Aber die Coronapandemie fordert uns alle. Auch das ist etwas, worüber wir sprechen müssen, wenn infrage gestellt wird, was gerade in unserem Land passiert. Es wird hinterfragt, ob wir aufeinander achtgeben sollen, ob wir die Behörden stärken sollen, ob wir dort Geld investieren sollen. Schauen wir mal in die Vereinigten Staaten von Amerika, wo jetzt, Stand heute, 206 000 Menschen an Corona verstorben sind. Das ist eine unvorstellbar große Zahl. Das entspricht der Einwohnerzahl meiner Geburtsstadt Oberhausen in Nordrhein-Westfalen. Keine Wohnung, kein Haus, kein Fenster mehr mit einem Menschen! Das ist es, was uns fordert. 200 000 Tote in den Vereinigten Staaten. Wir sind gut durch diese Krise gekommen, weil wir in diesem Haus Weichen gestellt haben, weil wir Geld in den Bevölkerungsschutz, in die Katastrophenhilfe investiert haben. Wir wollen weiter so vorgehen, wenn es um das THW und das Bundesamt für Bevölkerungsschutz geht, meine Damen und Herren.

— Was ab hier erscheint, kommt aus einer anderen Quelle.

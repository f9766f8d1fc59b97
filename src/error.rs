use std::backtrace::Backtrace;
use std::error::Error as StdError;
use std::fmt;

use crate::protocol::ErrorInfo;

#[non_exhaustive]
#[derive(Debug, Clone, Copy, PartialEq, Eq)]
pub enum Kind {
    /// I/O failure or unexpected stream closure; recovered by reconnecting
    Transport,
    /// Server-sent error frame that is not a token-expiry signal
    Protocol,
    /// Operation invalid for the current connection or channel state
    State,
    /// Token renewal failed or credentials were rejected
    Auth,
    /// The client was closed; no further delivery or acknowledgement
    Closed,
    /// A caller-supplied wait deadline elapsed
    Timeout,
    /// Internal error from dependencies
    Internal,
}

#[derive(Debug)]
pub struct Error {
    kind: Kind,
    source: Option<Box<dyn StdError + Send + Sync + 'static>>,
    backtrace: Backtrace,
}

impl Error {
    pub fn with_source<S: StdError + Send + Sync + 'static>(kind: Kind, source: S) -> Self {
        Self {
            kind,
            source: Some(Box::new(source)),
            backtrace: Backtrace::capture(),
        }
    }

    #[must_use]
    pub fn new(kind: Kind) -> Self {
        Self {
            kind,
            source: None,
            backtrace: Backtrace::capture(),
        }
    }

    pub fn kind(&self) -> Kind {
        self.kind
    }

    pub fn backtrace(&self) -> &Backtrace {
        &self.backtrace
    }

    pub fn inner(&self) -> Option<&(dyn StdError + Send + Sync + 'static)> {
        self.source.as_deref()
    }

    pub fn downcast_ref<E: StdError + 'static>(&self) -> Option<&E> {
        let e = self.source.as_deref()?;
        e.downcast_ref::<E>()
    }

    pub fn state<S: Into<String>>(message: S) -> Self {
        StateError {
            reason: message.into(),
        }
        .into()
    }

    /// The server-reported error details, if this error originated from a
    /// protocol `error` or `nack` frame.
    #[must_use]
    pub fn error_info(&self) -> Option<&ErrorInfo> {
        self.downcast_ref::<ErrorInfo>()
    }
}

impl fmt::Display for Error {
    fn fmt(&self, f: &mut fmt::Formatter<'_>) -> fmt::Result {
        match &self.source {
            Some(src) => write!(f, "{:?}: {}", self.kind, src),
            None => write!(f, "{:?}", self.kind),
        }
    }
}

impl StdError for Error {
    fn source(&self) -> Option<&(dyn StdError + 'static)> {
        self.source
            .as_deref()
            .map(|e| e as &(dyn StdError + 'static))
    }
}

/// An operation was rejected because the target is in the wrong state,
/// e.g. publishing on a failed channel. Never transmitted.
#[non_exhaustive]
#[derive(Debug)]
pub struct StateError {
    pub reason: String,
}

impl fmt::Display for StateError {
    fn fmt(&self, f: &mut fmt::Formatter<'_>) -> fmt::Result {
        write!(f, "invalid state: {}", self.reason)
    }
}

impl StdError for StateError {}

impl From<StateError> for Error {
    fn from(err: StateError) -> Self {
        Error::with_source(Kind::State, err)
    }
}

/// Transport-level failure variants.
#[non_exhaustive]
#[derive(Debug)]
pub enum TransportError {
    /// Error connecting to or communicating with the websocket endpoint
    Connection(tokio_tungstenite::tungstenite::Error),
    /// The underlying stream closed while the session was still wanted
    Closed,
    /// A frame could not be encoded or decoded
    Codec(serde_json::Error),
}

impl fmt::Display for TransportError {
    fn fmt(&self, f: &mut fmt::Formatter<'_>) -> fmt::Result {
        match self {
            Self::Connection(e) => write!(f, "transport connection error: {e}"),
            Self::Closed => write!(f, "transport stream closed"),
            Self::Codec(e) => write!(f, "frame codec error: {e}"),
        }
    }
}

impl StdError for TransportError {
    fn source(&self) -> Option<&(dyn StdError + 'static)> {
        match self {
            Self::Connection(e) => Some(e),
            Self::Codec(e) => Some(e),
            Self::Closed => None,
        }
    }
}

impl From<TransportError> for Error {
    fn from(e: TransportError) -> Self {
        Error::with_source(Kind::Transport, e)
    }
}

impl From<tokio_tungstenite::tungstenite::Error> for Error {
    fn from(e: tokio_tungstenite::tungstenite::Error) -> Self {
        Error::with_source(Kind::Transport, TransportError::Connection(e))
    }
}

/// A subscriber fell behind its bounded delivery queue and the oldest
/// messages were dropped. Delivery continues with the next message.
#[non_exhaustive]
#[derive(Debug, Clone, Copy)]
pub struct Lagged {
    /// Number of messages that were missed
    pub count: u64,
}

impl fmt::Display for Lagged {
    fn fmt(&self, f: &mut fmt::Formatter<'_>) -> fmt::Result {
        write!(f, "subscription lagged, missed {} messages", self.count)
    }
}

impl StdError for Lagged {}

impl From<Lagged> for Error {
    fn from(e: Lagged) -> Self {
        Error::with_source(Kind::Internal, e)
    }
}

impl From<ErrorInfo> for Error {
    fn from(info: ErrorInfo) -> Self {
        let kind = if info.is_token_error() {
            Kind::Auth
        } else {
            Kind::Protocol
        };
        Error::with_source(kind, info)
    }
}

impl From<serde_json::Error> for Error {
    fn from(e: serde_json::Error) -> Self {
        Error::with_source(Kind::Internal, e)
    }
}

impl From<url::ParseError> for Error {
    fn from(e: url::ParseError) -> Self {
        Error::with_source(Kind::Internal, e)
    }
}
//! Shared test fixtures: an in-process mock realtime server speaking the
//! protocol over pipe transports, plus a counting token provider.

#![allow(dead_code, reason = "not every test binary uses every fixture")]

use std::sync::atomic::{AtomicBool, AtomicUsize, Ordering};
use std::sync::{Arc, Mutex};
use std::time::Duration;

use async_trait::async_trait;
use chrono::Utc;
use relay_client_sdk::Result;
use relay_client_sdk::auth::{Token, TokenProvider};
use relay_client_sdk::channel::{Channel, ChannelState};
use relay_client_sdk::config::ClientOptions;
use relay_client_sdk::connection::{Connection, ConnectionState};
use relay_client_sdk::error::{Error, Kind, TransportError};
use relay_client_sdk::protocol::{Action, ErrorInfo, ProtocolMessage};
use relay_client_sdk::transport::{Transport, TransportStream};
use tokio::sync::{broadcast, mpsc};
use tokio::time::timeout;
use url::Url;

const WAIT_TIMEOUT: Duration = Duration::from_secs(5);

/// Route client logs through the test harness when `RUST_LOG` is set.
pub fn init_tracing() {
    static INIT: std::sync::Once = std::sync::Once::new();
    INIT.call_once(|| {
        let _ = tracing_subscriber::fmt()
            .with_env_filter(tracing_subscriber::EnvFilter::from_default_env())
            .with_test_writer()
            .try_init();
    });
}

/// Token provider that mints long-lived tokens and counts requests.
pub struct TestProvider {
    pub calls: AtomicUsize,
}

impl TestProvider {
    pub fn new() -> Arc<Self> {
        Arc::new(Self {
            calls: AtomicUsize::new(0),
        })
    }

    pub fn call_count(&self) -> usize {
        self.calls.load(Ordering::SeqCst)
    }
}

#[async_trait]
impl TokenProvider for TestProvider {
    async fn request_token(&self, capability: &str) -> Result<Token> {
        let n = self.calls.fetch_add(1, Ordering::SeqCst);
        Ok(Token::new(
            format!("token-{n}"),
            capability,
            Utc::now() + chrono::Duration::hours(1),
        ))
    }
}

/// Provider that always fails, for auth failure paths.
pub struct FailingProvider;

#[async_trait]
impl TokenProvider for FailingProvider {
    async fn request_token(&self, _capability: &str) -> Result<Token> {
        Err(ErrorInfo::new(80019, 401, "token endpoint unavailable").into())
    }
}

/// Client options tuned for fast test reconnection.
pub fn fast_options() -> ClientOptions {
    let mut options = ClientOptions::new("wss://mock.invalid").expect("static url");
    options.reconnect.initial_backoff = Duration::from_millis(10);
    options.reconnect.max_backoff = Duration::from_millis(50);
    options.reconnect.suspended_retry_interval = Duration::from_millis(50);
    options.heartbeat_interval = Duration::from_millis(500);
    options.heartbeat_timeout = Duration::from_secs(5);
    options
}

struct Session {
    id: String,
    tx: mpsc::UnboundedSender<ProtocolMessage>,
}

/// Scripted realtime server reachable through [`MockServer::transport`].
///
/// Handles the connect/attach/publish/close script automatically; the
/// control methods inject failures for specific scenarios.
pub struct MockServer {
    sessions: Mutex<Vec<Session>>,
    kill_tx: broadcast::Sender<()>,
    connects: AtomicUsize,
    reject_connects: AtomicUsize,
    connect_error: Mutex<Option<ErrorInfo>>,
    resume_error: Mutex<Option<ErrorInfo>>,
    nack_error: Mutex<Option<ErrorInfo>>,
    swallow_publishes: AtomicBool,
    ack_batch: AtomicUsize,
}

impl MockServer {
    pub fn new() -> Arc<Self> {
        init_tracing();
        let (kill_tx, _) = broadcast::channel(4);
        Arc::new(Self {
            sessions: Mutex::new(Vec::new()),
            kill_tx,
            connects: AtomicUsize::new(0),
            reject_connects: AtomicUsize::new(0),
            connect_error: Mutex::new(None),
            resume_error: Mutex::new(None),
            nack_error: Mutex::new(None),
            swallow_publishes: AtomicBool::new(false),
            ack_batch: AtomicUsize::new(0),
        })
    }

    pub fn transport(self: &Arc<Self>) -> Arc<dyn Transport> {
        Arc::new(MockTransport {
            server: Arc::clone(self),
        })
    }

    /// Number of sessions that completed a connect handshake attempt.
    pub fn connect_count(&self) -> usize {
        self.connects.load(Ordering::SeqCst)
    }

    /// Refuse the next `n` transport dials outright.
    pub fn reject_next_connects(&self, n: usize) {
        self.reject_connects.store(n, Ordering::SeqCst);
    }

    /// Answer the next connect handshake with an error frame.
    pub fn fail_next_connect(&self, error: ErrorInfo) {
        *self.connect_error.lock().expect("lock") = Some(error);
    }

    /// Mark the next resume attempt as having lost continuity.
    pub fn fail_next_resume(&self, error: ErrorInfo) {
        *self.resume_error.lock().expect("lock") = Some(error);
    }

    /// Reject publishes with this error instead of acknowledging.
    pub fn nack_publishes(&self, error: Option<ErrorInfo>) {
        *self.nack_error.lock().expect("lock") = error;
    }

    /// Accept publishes without ever acknowledging them.
    pub fn swallow_publishes(&self, swallow: bool) {
        self.swallow_publishes.store(swallow, Ordering::SeqCst);
    }

    /// Group acknowledgements: one ack covering every `n` publishes.
    pub fn batch_acks(&self, n: usize) {
        self.ack_batch.store(n, Ordering::SeqCst);
    }

    /// Sever every live session, as a network partition would.
    pub fn drop_connections(&self) {
        let _ = self.kill_tx.send(());
        self.sessions.lock().expect("lock").clear();
    }

    /// Push a channel-scoped error frame to every live session.
    pub fn fail_channel(&self, channel: &str, error: ErrorInfo) {
        let mut frame = ProtocolMessage::for_channel(Action::Error, channel);
        frame.error = Some(error);
        self.broadcast(&frame);
    }

    fn broadcast(&self, frame: &ProtocolMessage) {
        for session in self.sessions.lock().expect("lock").iter() {
            let _ = session.tx.send(frame.clone());
        }
    }

    fn handle_connect(
        self: &Arc<Self>,
        frame: &ProtocolMessage,
        tx: &mpsc::UnboundedSender<ProtocolMessage>,
    ) -> Option<String> {
        let n = self.connects.fetch_add(1, Ordering::SeqCst);
        if let Some(error) = self.connect_error.lock().expect("lock").take() {
            let mut reply = ProtocolMessage::new(Action::Error);
            reply.error = Some(error);
            let _ = tx.send(reply);
            return None;
        }

        let id = format!("conn-{n}");
        let mut reply = ProtocolMessage::new(Action::Connected);
        reply.connection_id = Some(id.clone());
        reply.connection_key = Some(format!("key-{n}"));
        if frame.connection_key.is_some() {
            reply.error = self.resume_error.lock().expect("lock").take();
        }
        self.sessions.lock().expect("lock").push(Session {
            id: id.clone(),
            tx: tx.clone(),
        });
        let _ = tx.send(reply);
        Some(id)
    }

    fn handle_publish(
        self: &Arc<Self>,
        frame: ProtocolMessage,
        conn_id: Option<&str>,
        tx: &mpsc::UnboundedSender<ProtocolMessage>,
        serial: &mut i64,
        pending_batch: &mut Vec<i64>,
    ) {
        if self.swallow_publishes.load(Ordering::SeqCst) {
            return;
        }
        let msg_serial = frame.msg_serial.unwrap_or(0);

        if let Some(error) = self.nack_error.lock().expect("lock").clone() {
            let mut reply = ProtocolMessage::new(Action::Nack);
            reply.msg_serial = Some(msg_serial);
            reply.count = Some(1);
            reply.error = Some(error);
            let _ = tx.send(reply);
            return;
        }

        let batch = self.ack_batch.load(Ordering::SeqCst);
        if batch > 1 {
            pending_batch.push(msg_serial);
            if pending_batch.len() >= batch {
                let mut reply = ProtocolMessage::new(Action::Ack);
                reply.msg_serial = Some(pending_batch[0]);
                reply.count = Some(u32::try_from(pending_batch.len()).expect("batch size"));
                pending_batch.clear();
                let _ = tx.send(reply);
            }
        } else {
            let mut reply = ProtocolMessage::new(Action::Ack);
            reply.msg_serial = Some(msg_serial);
            reply.count = Some(1);
            let _ = tx.send(reply);
        }

        // Fan the messages out to every session, publisher included, the
        // way the service would.
        *serial += 1;
        let channel = frame.channel.unwrap_or_default();
        let mut echo = ProtocolMessage::for_channel(Action::Message, channel);
        echo.connection_serial = Some(*serial);
        echo.messages = frame
            .messages
            .into_iter()
            .map(|mut message| {
                message.connection_id = conn_id.map(str::to_owned);
                message.timestamp = Some(Utc::now().timestamp_millis());
                message
            })
            .collect();
        self.broadcast(&echo);
    }

    async fn run_session(
        self: Arc<Self>,
        mut rx: mpsc::UnboundedReceiver<ProtocolMessage>,
        tx: mpsc::UnboundedSender<ProtocolMessage>,
    ) {
        let mut kill = self.kill_tx.subscribe();
        let mut conn_id: Option<String> = None;
        let mut serial = 0_i64;
        let mut pending_batch = Vec::new();

        loop {
            tokio::select! {
                _ = kill.recv() => break,
                inbound = rx.recv() => {
                    let Some(frame) = inbound else { break };
                    match frame.action {
                        Action::Connect => conn_id = self.handle_connect(&frame, &tx),
                        Action::Attach => {
                            let channel = frame.channel.unwrap_or_default();
                            let _ = tx.send(ProtocolMessage::for_channel(Action::Attached, channel));
                        }
                        Action::Detach => {
                            let channel = frame.channel.unwrap_or_default();
                            let _ = tx.send(ProtocolMessage::for_channel(Action::Detached, channel));
                        }
                        Action::Heartbeat => {
                            let _ = tx.send(ProtocolMessage::new(Action::Heartbeat));
                        }
                        Action::Message => self.handle_publish(
                            frame,
                            conn_id.as_deref(),
                            &tx,
                            &mut serial,
                            &mut pending_batch,
                        ),
                        Action::Close => {
                            let _ = tx.send(ProtocolMessage::new(Action::Closed));
                            break;
                        }
                        _ => {}
                    }
                }
            }
        }

        if let Some(id) = conn_id {
            self.sessions
                .lock()
                .expect("lock")
                .retain(|session| session.id != id);
        }
    }
}

struct MockTransport {
    server: Arc<MockServer>,
}

#[async_trait]
impl Transport for MockTransport {
    async fn connect(&self, _url: &Url) -> Result<Box<dyn TransportStream>> {
        let rejects = self.server.reject_connects.load(Ordering::SeqCst);
        if rejects > 0 {
            self.server.reject_connects.store(rejects - 1, Ordering::SeqCst);
            return Err(Error::with_source(Kind::Transport, TransportError::Closed));
        }

        let (client_tx, server_rx) = mpsc::unbounded_channel();
        let (server_tx, client_rx) = mpsc::unbounded_channel();
        tokio::spawn(Arc::clone(&self.server).run_session(server_rx, server_tx));
        Ok(Box::new(PipeStream {
            tx: client_tx,
            rx: client_rx,
        }))
    }
}

struct PipeStream {
    tx: mpsc::UnboundedSender<ProtocolMessage>,
    rx: mpsc::UnboundedReceiver<ProtocolMessage>,
}

#[async_trait]
impl TransportStream for PipeStream {
    async fn send(&mut self, frame: ProtocolMessage) -> Result<()> {
        self.tx
            .send(frame)
            .map_err(|_e| Error::with_source(Kind::Transport, TransportError::Closed))
    }

    async fn recv(&mut self) -> Result<Option<ProtocolMessage>> {
        Ok(self.rx.recv().await)
    }

    async fn close(&mut self) {}
}

/// Wait until the connection reaches `want`, or panic after a timeout.
pub async fn wait_for_connection_state(connection: &Connection, want: ConnectionState) {
    let mut changes = connection.state_changes();
    timeout(WAIT_TIMEOUT, async {
        loop {
            if changes.borrow_and_update().current == want {
                return;
            }
            changes.changed().await.expect("state stream ended");
        }
    })
    .await
    .unwrap_or_else(|_| panic!("timed out waiting for connection state {want:?}"));
}

/// Wait until the channel reaches `want`, or panic after a timeout.
pub async fn wait_for_channel_state(channel: &Channel, want: ChannelState) {
    timeout(WAIT_TIMEOUT, async {
        while channel.state() != want {
            tokio::time::sleep(Duration::from_millis(5)).await;
        }
    })
    .await
    .unwrap_or_else(|_| {
        panic!(
            "timed out waiting for channel state {want:?}, currently {:?}",
            channel.state()
        )
    });
}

Umso mehr müssen wir auch schauen, dass wir bei dem Bundesamt für Bevölkerungsschutz und Katastrophenhilfe mehr tun können. Herr Minister, ich spreche es offen an: Sie haben nach dem fehlgeschlagenen Warntag, als wir festgestellt haben, dass die Länder nicht entsprechend investiert hatten und wir gemeinsam mehr in die Resilienz und mehr investieren müssen, entschieden, dass der Präsident des Bundesamtes für Bevölkerungsschutz und Katastrophenhilfe gehen muss. Ich sage Ihnen offen, dass ich mir diesen Mut vielmehr gewünscht hatte, als es darum ging, einen Verfassungsschutzpräsidenten nicht wochenlang im Amt zu halten – gegen die Kanzlerin, gegen den Willen der Mehrheit des Hauses, gegen Ihren Koalitionspartner.
Den frischen Wind hätten wir uns an dieser Stelle gewünscht.
Ihre Rede hat deutlich gemacht: Sie nehmen den Kampf gegen den Rechtsextremismus auf. – Mehr davon – mehr davon! – und das deutlich machen, das ist Ihre Verantwortung als Innenminister. Da haben Sie die Sozialdemokratie immer an Ihrer Seite, meine Damen und Herren.